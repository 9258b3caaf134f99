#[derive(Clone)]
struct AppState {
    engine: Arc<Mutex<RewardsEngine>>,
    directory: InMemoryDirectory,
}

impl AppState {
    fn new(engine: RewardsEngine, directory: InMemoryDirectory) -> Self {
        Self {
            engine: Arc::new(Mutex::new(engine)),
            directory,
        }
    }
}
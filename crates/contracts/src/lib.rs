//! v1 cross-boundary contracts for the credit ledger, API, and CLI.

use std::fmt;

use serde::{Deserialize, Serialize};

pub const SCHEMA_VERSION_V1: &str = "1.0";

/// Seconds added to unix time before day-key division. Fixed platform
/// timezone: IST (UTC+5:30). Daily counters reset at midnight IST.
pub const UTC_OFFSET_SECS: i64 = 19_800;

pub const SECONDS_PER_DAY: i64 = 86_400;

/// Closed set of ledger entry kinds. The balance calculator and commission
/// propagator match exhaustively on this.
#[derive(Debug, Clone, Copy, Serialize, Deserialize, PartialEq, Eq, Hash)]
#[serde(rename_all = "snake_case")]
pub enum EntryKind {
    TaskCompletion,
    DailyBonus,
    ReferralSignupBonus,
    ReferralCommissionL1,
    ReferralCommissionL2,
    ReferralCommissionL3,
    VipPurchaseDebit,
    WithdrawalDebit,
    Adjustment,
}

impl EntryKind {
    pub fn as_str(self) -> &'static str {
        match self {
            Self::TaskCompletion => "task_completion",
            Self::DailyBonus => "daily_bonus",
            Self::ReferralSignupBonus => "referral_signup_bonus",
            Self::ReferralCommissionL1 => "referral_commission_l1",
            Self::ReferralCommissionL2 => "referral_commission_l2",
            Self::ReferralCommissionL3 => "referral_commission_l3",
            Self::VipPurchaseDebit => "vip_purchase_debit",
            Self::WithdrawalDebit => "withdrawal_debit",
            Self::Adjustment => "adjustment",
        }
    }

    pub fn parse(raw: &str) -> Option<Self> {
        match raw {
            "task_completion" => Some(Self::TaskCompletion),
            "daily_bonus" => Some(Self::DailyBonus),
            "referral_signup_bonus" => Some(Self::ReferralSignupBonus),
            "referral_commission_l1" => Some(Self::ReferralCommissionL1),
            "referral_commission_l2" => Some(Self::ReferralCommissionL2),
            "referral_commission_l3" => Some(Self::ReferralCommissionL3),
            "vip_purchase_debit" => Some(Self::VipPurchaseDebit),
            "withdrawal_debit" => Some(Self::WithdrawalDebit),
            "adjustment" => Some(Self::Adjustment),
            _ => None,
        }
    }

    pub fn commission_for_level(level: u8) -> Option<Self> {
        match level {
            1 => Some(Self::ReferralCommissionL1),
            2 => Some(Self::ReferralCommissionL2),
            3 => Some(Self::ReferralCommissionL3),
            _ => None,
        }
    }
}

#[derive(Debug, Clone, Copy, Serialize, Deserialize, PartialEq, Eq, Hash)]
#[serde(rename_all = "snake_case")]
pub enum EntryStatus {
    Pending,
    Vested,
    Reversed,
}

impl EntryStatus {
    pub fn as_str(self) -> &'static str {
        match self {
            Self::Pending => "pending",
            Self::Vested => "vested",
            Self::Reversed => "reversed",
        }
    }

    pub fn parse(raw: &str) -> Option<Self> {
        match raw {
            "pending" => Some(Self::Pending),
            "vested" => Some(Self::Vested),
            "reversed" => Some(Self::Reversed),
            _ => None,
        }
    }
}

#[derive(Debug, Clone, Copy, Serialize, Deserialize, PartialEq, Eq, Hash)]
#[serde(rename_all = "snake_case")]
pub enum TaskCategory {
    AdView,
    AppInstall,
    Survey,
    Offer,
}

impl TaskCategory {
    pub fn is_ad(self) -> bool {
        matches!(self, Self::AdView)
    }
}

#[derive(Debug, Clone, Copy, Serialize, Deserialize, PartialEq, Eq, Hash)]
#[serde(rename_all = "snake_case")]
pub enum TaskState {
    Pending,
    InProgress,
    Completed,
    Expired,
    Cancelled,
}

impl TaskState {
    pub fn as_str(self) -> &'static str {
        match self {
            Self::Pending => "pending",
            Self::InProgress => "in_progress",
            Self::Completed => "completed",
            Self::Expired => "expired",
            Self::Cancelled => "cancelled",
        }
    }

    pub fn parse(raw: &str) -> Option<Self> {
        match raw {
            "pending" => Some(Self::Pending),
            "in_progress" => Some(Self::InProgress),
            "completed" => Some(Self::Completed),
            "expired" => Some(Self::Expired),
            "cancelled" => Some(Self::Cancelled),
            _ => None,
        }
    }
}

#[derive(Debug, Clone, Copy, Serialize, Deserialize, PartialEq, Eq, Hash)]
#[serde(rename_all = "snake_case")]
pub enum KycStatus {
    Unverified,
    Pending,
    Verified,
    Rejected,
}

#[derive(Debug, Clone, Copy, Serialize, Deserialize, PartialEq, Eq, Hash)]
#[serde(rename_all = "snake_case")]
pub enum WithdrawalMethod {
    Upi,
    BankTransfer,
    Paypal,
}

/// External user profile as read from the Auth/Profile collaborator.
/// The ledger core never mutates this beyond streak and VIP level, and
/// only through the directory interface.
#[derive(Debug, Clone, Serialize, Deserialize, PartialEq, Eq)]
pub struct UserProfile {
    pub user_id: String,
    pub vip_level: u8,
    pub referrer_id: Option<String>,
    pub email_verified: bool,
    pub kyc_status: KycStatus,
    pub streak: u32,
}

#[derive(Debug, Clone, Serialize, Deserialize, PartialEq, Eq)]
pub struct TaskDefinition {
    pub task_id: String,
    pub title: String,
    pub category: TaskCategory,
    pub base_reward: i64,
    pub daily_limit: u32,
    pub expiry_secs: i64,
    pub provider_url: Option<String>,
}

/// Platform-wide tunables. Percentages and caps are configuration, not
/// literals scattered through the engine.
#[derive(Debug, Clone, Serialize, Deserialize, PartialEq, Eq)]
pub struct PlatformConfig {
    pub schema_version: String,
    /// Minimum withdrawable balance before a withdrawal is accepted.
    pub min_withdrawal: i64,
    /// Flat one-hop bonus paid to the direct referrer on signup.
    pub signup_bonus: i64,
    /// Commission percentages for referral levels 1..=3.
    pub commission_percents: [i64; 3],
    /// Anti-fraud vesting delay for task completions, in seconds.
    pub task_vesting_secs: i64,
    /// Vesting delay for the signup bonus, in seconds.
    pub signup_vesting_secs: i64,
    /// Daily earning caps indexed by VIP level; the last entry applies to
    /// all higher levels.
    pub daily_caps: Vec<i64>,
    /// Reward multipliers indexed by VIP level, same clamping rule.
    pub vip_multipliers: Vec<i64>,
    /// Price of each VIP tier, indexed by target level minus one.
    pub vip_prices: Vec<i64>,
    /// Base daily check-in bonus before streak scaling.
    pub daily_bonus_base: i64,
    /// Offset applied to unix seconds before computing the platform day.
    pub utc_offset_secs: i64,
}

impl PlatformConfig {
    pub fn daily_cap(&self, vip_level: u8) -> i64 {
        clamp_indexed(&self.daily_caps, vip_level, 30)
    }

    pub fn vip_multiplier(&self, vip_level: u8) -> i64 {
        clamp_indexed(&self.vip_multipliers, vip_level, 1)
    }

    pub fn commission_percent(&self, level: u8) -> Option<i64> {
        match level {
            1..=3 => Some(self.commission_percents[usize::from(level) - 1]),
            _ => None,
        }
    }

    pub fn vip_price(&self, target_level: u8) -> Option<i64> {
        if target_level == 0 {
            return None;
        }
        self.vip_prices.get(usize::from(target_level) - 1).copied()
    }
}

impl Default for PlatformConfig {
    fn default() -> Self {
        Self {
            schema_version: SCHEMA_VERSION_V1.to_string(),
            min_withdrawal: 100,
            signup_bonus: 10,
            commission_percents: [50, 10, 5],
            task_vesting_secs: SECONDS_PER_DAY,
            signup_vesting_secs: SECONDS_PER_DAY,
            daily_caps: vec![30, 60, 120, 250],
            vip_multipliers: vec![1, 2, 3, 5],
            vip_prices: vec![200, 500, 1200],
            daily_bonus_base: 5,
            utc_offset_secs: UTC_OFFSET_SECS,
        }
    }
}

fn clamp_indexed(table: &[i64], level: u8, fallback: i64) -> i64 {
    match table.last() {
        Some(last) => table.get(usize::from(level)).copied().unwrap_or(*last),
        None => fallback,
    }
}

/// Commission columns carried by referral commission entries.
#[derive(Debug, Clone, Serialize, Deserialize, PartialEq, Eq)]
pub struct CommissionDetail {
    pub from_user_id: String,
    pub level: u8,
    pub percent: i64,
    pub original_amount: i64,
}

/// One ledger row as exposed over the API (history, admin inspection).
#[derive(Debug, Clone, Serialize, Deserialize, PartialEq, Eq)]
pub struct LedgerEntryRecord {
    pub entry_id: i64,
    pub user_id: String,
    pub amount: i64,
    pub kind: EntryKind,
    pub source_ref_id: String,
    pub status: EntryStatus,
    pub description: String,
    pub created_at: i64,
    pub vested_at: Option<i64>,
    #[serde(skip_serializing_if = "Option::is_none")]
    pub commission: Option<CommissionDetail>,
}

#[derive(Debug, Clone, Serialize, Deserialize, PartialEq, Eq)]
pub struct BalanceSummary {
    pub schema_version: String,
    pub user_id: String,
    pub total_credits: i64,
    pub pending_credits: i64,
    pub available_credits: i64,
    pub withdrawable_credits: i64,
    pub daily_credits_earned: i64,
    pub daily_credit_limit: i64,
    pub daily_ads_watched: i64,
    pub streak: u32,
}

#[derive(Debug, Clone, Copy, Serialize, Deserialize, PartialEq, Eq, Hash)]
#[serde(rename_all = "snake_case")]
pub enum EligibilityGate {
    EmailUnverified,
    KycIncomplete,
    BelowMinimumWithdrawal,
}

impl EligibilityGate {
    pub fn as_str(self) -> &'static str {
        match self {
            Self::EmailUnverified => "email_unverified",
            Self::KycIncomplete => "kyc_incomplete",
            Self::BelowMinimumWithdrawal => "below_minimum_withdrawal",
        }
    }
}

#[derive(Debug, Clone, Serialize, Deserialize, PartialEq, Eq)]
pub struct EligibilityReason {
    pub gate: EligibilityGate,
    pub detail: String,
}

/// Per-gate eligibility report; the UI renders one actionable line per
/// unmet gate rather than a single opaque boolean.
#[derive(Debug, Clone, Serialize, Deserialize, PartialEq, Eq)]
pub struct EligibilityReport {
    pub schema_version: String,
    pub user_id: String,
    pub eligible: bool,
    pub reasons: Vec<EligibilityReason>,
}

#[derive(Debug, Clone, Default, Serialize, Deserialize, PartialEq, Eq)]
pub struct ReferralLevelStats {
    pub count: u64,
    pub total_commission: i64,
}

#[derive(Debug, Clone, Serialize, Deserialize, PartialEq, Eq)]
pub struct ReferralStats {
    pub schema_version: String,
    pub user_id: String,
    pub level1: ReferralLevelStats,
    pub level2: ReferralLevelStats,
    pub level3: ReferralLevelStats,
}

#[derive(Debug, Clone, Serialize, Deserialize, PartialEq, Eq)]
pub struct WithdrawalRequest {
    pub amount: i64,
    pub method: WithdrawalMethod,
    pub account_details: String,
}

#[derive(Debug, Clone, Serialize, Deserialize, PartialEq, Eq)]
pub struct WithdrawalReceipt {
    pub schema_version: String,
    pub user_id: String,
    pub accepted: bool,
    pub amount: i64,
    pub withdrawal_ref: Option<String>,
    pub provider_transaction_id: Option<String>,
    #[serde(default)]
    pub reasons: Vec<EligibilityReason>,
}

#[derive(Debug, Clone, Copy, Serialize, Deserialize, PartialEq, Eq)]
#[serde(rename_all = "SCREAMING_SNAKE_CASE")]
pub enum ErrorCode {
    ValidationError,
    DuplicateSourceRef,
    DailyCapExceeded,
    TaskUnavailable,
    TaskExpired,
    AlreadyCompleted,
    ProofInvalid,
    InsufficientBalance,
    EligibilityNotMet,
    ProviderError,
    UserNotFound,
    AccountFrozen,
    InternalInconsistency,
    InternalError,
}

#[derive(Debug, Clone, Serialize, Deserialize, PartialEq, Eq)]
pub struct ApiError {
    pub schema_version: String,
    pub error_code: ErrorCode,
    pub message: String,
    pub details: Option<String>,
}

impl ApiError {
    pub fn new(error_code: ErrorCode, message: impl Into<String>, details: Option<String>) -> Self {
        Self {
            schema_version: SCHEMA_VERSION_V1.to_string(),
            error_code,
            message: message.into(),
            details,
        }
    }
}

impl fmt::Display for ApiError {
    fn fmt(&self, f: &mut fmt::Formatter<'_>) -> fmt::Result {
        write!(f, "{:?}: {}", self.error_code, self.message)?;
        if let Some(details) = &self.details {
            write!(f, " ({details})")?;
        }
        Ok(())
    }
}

--*--

- Aim of the task
Every line that holds the word "EntryKind" should be copied from the listing.

- Solution for this problem
pub enum EntryKind {
impl EntryKind {
    pub kind: EntryKind,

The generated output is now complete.